La Deuxième Guerre mondiale

Initialement, l’armée canadienne avait refusé d’enrôler des personnes de race noire pour la Deuxième Guerre mondiale. À mesure que s’est poursuit la guerre, cependant, les unités régulières et les corps des officiers ont accepté de nombreux Noirs. Quoique la ségrégation ait persisté jusqu’à la fin de la guerre, des centaines de Canadiens noirs ont servi aux côtés de Canadiens blancs, au Canada et en Europe. Comme pendant la Première Guerre mondiale, ceux restés au foyer ont assumé les responsabilités des hommes et des femmes partis outre-mer, occupant des emplois partout au pays avec des blancs. La guerre a eu pour effet d’augmenter la variété de rôles offerts aux Canadiens de race noire servant dans l’armée et se sacrifiant à la maison comme à l’étranger. Le service des Canadiens de race noire constitue une mesure de la façon dont les Canadiens noirs étaient de plus en plus intégrés à l’ensemble de la société canadienne.

Les organisations syndicales de porteurs ferroviaires

Dans les années 1920, des Noirs originaires des Caraïbes avaient immigré en Nouvelle Écosse. Ils étaient venus travailler dans les aciéries du cap Breton, quoique nombreux d’entre eux devinrent des porteurs ferroviaires. Par l’intermédiaire de la Fraternité des porteurs de wagons-dortoirs (la première organisation syndicale noire de porteurs ferroviaires en Amérique du Nord) et de l’Ordre des porteurs de wagons-lits, les travailleurs ont lutté contre les politiques d’emploi syndicalistes et ségrégationnistes de Jim Crow sur les chemins de fer canadiens. En développant un bon sens politique, ces groupes ont utilisé des lois sur l’emploi existantes pour dénoncer la discrimination en milieu de travail canadien.

La Fraternité des porteurs de wagons-dortoirs a été désignée comme l’une des meilleures histoires à succès des travailleurs noirs pendant les années de la Deuxième Guerre mondiale. Après la guerre, les porteurs ont également joué un rôle important dans le mouvement pour les droits de la personne, particulièrement par leur lutte pour éliminer la discrimination dans les emplois ferroviaires.
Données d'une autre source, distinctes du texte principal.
//! Serialization layer around the BWT: primary-index framing.
//!
//! Block format: header (h bytes) then the permuted data (n bytes).
//!
//! ```text
//! byte 0: mm II_IIII   mm = extra header bytes (0..3),
//!                      II_IIII = top 6 bits of the primary index
//! byte 1..h-1: next 8..24 bits of the primary index, big endian
//! ```
//!
//! The header size is the smallest that fits the index, so blocks under 64
//! bytes always carry a single header byte.
//!
use super::bwt::Bwt;
use super::{corrupt, ByteTransform, TransformError, TransformResult, Transformed};
use crate::tools::context::Context;

/// Encodes the primary index into dst[0..h], returning h.
fn write_header(dst: &mut [u8], primary_index: u32) -> usize {
    let mut bits = 6_u32;
    while (1_u64 << bits) <= primary_index as u64 {
        bits += 1;
    }

    let hs = ((2 + bits + 7) >> 3) as usize;
    let mut shift = ((hs - 1) << 3) as u32;
    dst[0] = ((((bits + 1) >> 3) << 6) as u8) | ((primary_index >> shift) & 0x3F) as u8;
    for slot in dst[1..hs].iter_mut() {
        shift -= 8;
        *slot = (primary_index >> shift) as u8;
    }
    hs
}

/// Decodes (primary index, header size) from the front of src.
fn read_header(src: &[u8]) -> Result<(u32, usize), TransformError> {
    let mode = src[0] as u32;
    let hs = 1 + ((mode >> 6) & 0x03) as usize;
    if src.len() < hs {
        return Err(TransformError::DataCorruption(
            "BWT block shorter than its header".to_string(),
        ));
    }

    let mut shift = ((hs - 1) << 3) as u32;
    let mut primary_index = (mode & 0x3F) << shift;
    for &byte in &src[1..hs] {
        shift -= 8;
        primary_index |= (byte as u32) << shift;
    }
    Ok((primary_index, hs))
}

/// BWT engine plus the header framing expected by the block pipeline.
pub struct BwtBlockCodec {
    bwt: Bwt,
}

impl BwtBlockCodec {
    pub fn new(ctx: &Context) -> Result<Self, TransformError> {
        let jobs = ctx.get_int("jobs", 1).max(1) as usize;
        Ok(Self { bwt: Bwt::new(jobs)? })
    }
}

impl ByteTransform for BwtBlockCodec {
    fn forward(&mut self, src: &[u8], dst: &mut [u8], ctx: &mut Context) -> TransformResult {
        let count = src.len();
        if count == 0 {
            return Ok(Transformed { consumed: 0, produced: 0 });
        }
        if dst.len() < self.max_encoded_len(count) {
            return Err(TransformError::InvalidArgument(
                "output buffer smaller than the encoded budget".to_string(),
            ));
        }

        self.bwt.forward(src, dst, ctx)?;

        // Shift the permuted bytes up and put the header in the gap
        let primary_index = self.bwt.primary_index(0);
        let mut bits = 6_u32;
        while (1_u64 << bits) <= primary_index as u64 {
            bits += 1;
        }
        let hs = ((2 + bits + 7) >> 3) as usize;
        dst.copy_within(0..count, hs);
        write_header(dst, primary_index);

        Ok(Transformed { consumed: count, produced: count + hs })
    }

    fn inverse(&mut self, src: &[u8], dst: &mut [u8], ctx: &mut Context) -> TransformResult {
        if src.is_empty() {
            return Ok(Transformed { consumed: 0, produced: 0 });
        }

        let (primary_index, hs) = read_header(src)?;
        let count = src.len() - hs;
        if primary_index as usize > count {
            return corrupt("BWT primary index out of range");
        }

        self.bwt.set_primary_index(0, primary_index);
        // The header carries only the first index; the engine must not trust
        // chunk indices left over from an earlier block
        for n in 1..8 {
            self.bwt.set_primary_index(n, 0);
        }

        let r = self.bwt.inverse(&src[hs..], dst, ctx)?;
        Ok(Transformed { consumed: r.consumed + hs, produced: r.produced })
    }

    fn max_encoded_len(&self, n: usize) -> usize {
        // Input size plus the largest header
        n + 4
    }
}

#[cfg(test)]
mod test {
    use super::*;
    use crate::bwt_algorithms::suffix_sort::compute_bwt;

    fn codec() -> BwtBlockCodec {
        BwtBlockCodec::new(&Context::new()).unwrap()
    }

    #[test]
    fn header_boundary_sizes_test() {
        let cases = [
            (63_u32, 1_usize),
            (64, 2),
            (16383, 2),
            (16384, 3),
            (4194303, 3),
            (4194304, 4),
        ];
        let mut buf = [0_u8; 4];
        for (p, expected) in cases {
            let hs = write_header(&mut buf, p);
            assert_eq!(hs, expected, "header size for {}", p);
            let (decoded, read_hs) = read_header(&buf).unwrap();
            assert_eq!(decoded, p);
            assert_eq!(read_hs, expected);
        }
    }

    #[test]
    fn abracadabra_padded_test() {
        let mut data = b"abracadabra".to_vec();
        data.resize(64, 0);

        // Independently computed primary index, known to fit 6 bits
        let mut reference = vec![0_u8; 64];
        let mut pi = [0_u32; 8];
        compute_bwt(&data, &mut reference, &mut pi, 1);
        assert!(pi[0] < 64);

        let mut ctx = Context::new();
        let mut c = codec();
        let mut mid = vec![0_u8; c.max_encoded_len(64)];
        let r = c.forward(&data, &mut mid, &mut ctx).unwrap();
        assert_eq!(r.produced, 65);
        // One header byte: mm = 0, low six bits are the primary index
        assert_eq!(mid[0], pi[0] as u8);
        assert_eq!(&mid[1..65], &reference[..]);

        let mut out = vec![0_u8; 64];
        let mut dec = codec();
        let r = dec.inverse(&mid[..65], &mut out, &mut ctx).unwrap();
        assert_eq!(r.produced, 64);
        assert_eq!(out, data);
    }

    #[test]
    fn fresh_decoder_round_trip_test() {
        let mut seed = 0xDEADBEEF_u64;
        let data: Vec<u8> = (0..100_000)
            .map(|_| {
                seed = seed.wrapping_mul(6364136223846793005).wrapping_add(1442695040888963407);
                (seed >> 56) as u8
            })
            .collect();
        let mut ctx = Context::new();
        let mut c = codec();
        let mut mid = vec![0_u8; c.max_encoded_len(data.len())];
        let r = c.forward(&data, &mut mid, &mut ctx).unwrap();

        let mut dec = codec();
        let mut out = vec![0_u8; data.len()];
        let r2 = dec.inverse(&mid[..r.produced], &mut out, &mut ctx).unwrap();
        assert_eq!(r2.consumed, r.produced);
        assert_eq!(out, data);
    }

    #[test]
    fn truncated_header_test() {
        // mode byte promising 3 extra bytes, but nothing follows
        let src = [0b1100_0001_u8];
        let mut c = codec();
        let mut out = vec![0_u8; 16];
        assert!(matches!(
            c.inverse(&src, &mut out, &mut Context::new()),
            Err(TransformError::DataCorruption(_))
        ));
    }

    #[test]
    fn out_of_range_index_test() {
        // Header says primary index 63 for a 4 byte block
        let src = [63_u8, b'a', b'b', b'c', b'd'];
        let mut c = codec();
        let mut out = vec![0_u8; 16];
        assert!(matches!(
            c.inverse(&src, &mut out, &mut Context::new()),
            Err(TransformError::DataCorruption(_))
        ));
    }

    #[test]
    fn single_byte_test() {
        let mut ctx = Context::new();
        let mut c = codec();
        let mut mid = vec![0_u8; 8];
        let r = c.forward(b"Q", &mut mid, &mut ctx).unwrap();
        assert_eq!(r.produced, 2);
        let mut out = vec![0_u8; 4];
        let r = c.inverse(&mid[..2], &mut out, &mut ctx).unwrap();
        assert_eq!(r.produced, 1);
        assert_eq!(out[0], b'Q');
    }
}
Par leurs actions, les porteurs ferroviaires ont obtenu de la reconnaissance pour les travailleurs noirs au Canada.

Des lois pour un changement

Le 14 mars 1944, l’Ontario a été la première province à réagir aux changements sociaux en adoptant une loi sur la discrimination raciale, soit la Racial Discrimination Act. Ce jalon législatif interdisait la publication ou l’affichage de symboles, de signes ou d’avis reflétant une intention de discrimination ethnique, raciale ou religieuse. D’autres mesures législatives de grande envergure s’en sont suivies partout au pays : la B.C. Social Assistance Act, en 1945, et la Saskatchewan Bill of Rights Act, en 1947, interdisaient la discrimination; le Canada a signé la Déclaration universelle des droits de l’homme en 1948.

leonard-braithwaiteLa même année, la Loi électorale du Canada a été adoptée, éliminant la race comme motif d’exclusion du droit de vote aux élections fédérales. Cependant, ce n’est que le 12 septembre 1963 que le premier Afro-Canadien, Leonard Braithwaite, a été élu à l’assemblée législative provinciale en tant que député d’Etobicoke, en Ontario.

La lutte se poursuit

En 1975, le réformateur noir Wilson Head a créé l’Alliance urbaine sur les relations interraciales. Head a consacré sa vie à la défense des droits de la personne aux États-Unis et au Canada. Son organisme se dévoue encore aujourd’hui à la lutte contre la discrimination à l’égard de toutes les communautés ethnoraciales.

Au cours de cette période, la Coalition of Black Trade Unionists a été fondée et un effort concerté a été mené pour accroître le nombre de sièges réservés aux minorités raciales au sein des conseils d’administration du Congrès du travail du Canada et de la Fédération du travail de l’Ontario. En 1987, Herman Stewart de l’International Ladies Garment Workers Union a été la première personne de couleur à se faire élire lors du congrès de la Fédération du travail de l’Ontario. La Coalition a redoublé ses efforts en vue d’imposer un changement à l’échelle nationale, et en 1990, lors de l’assemblée du Congrès du travail du Canada à Montréal, Dory Smith a réussi à recueillir plus de mille votes, ce qui lui a presque remporté un siège. Grâce aux pressions continues exercées, deux sièges octroyés aux membres de minorités visibles ont été réservés au sein du conseil du Congrès du travail du Canada lors de la prochaine assemblée.

CBTU

Le Mois de l’histoire des Noirs

Le Mois de l’histoire des Noirs permet de souligner l’expérience des Canadiens de race noire de toutes les régions. Au Musée de l’histoire ouvrière, nous souhaitons commémorer ces gens de la classe ouvrière dont la vie et les actions ont mené à des changements constructifs et progressistes. Le « Projet Cal Best » célèbre la vie et l’héritage d’un de ces hommes.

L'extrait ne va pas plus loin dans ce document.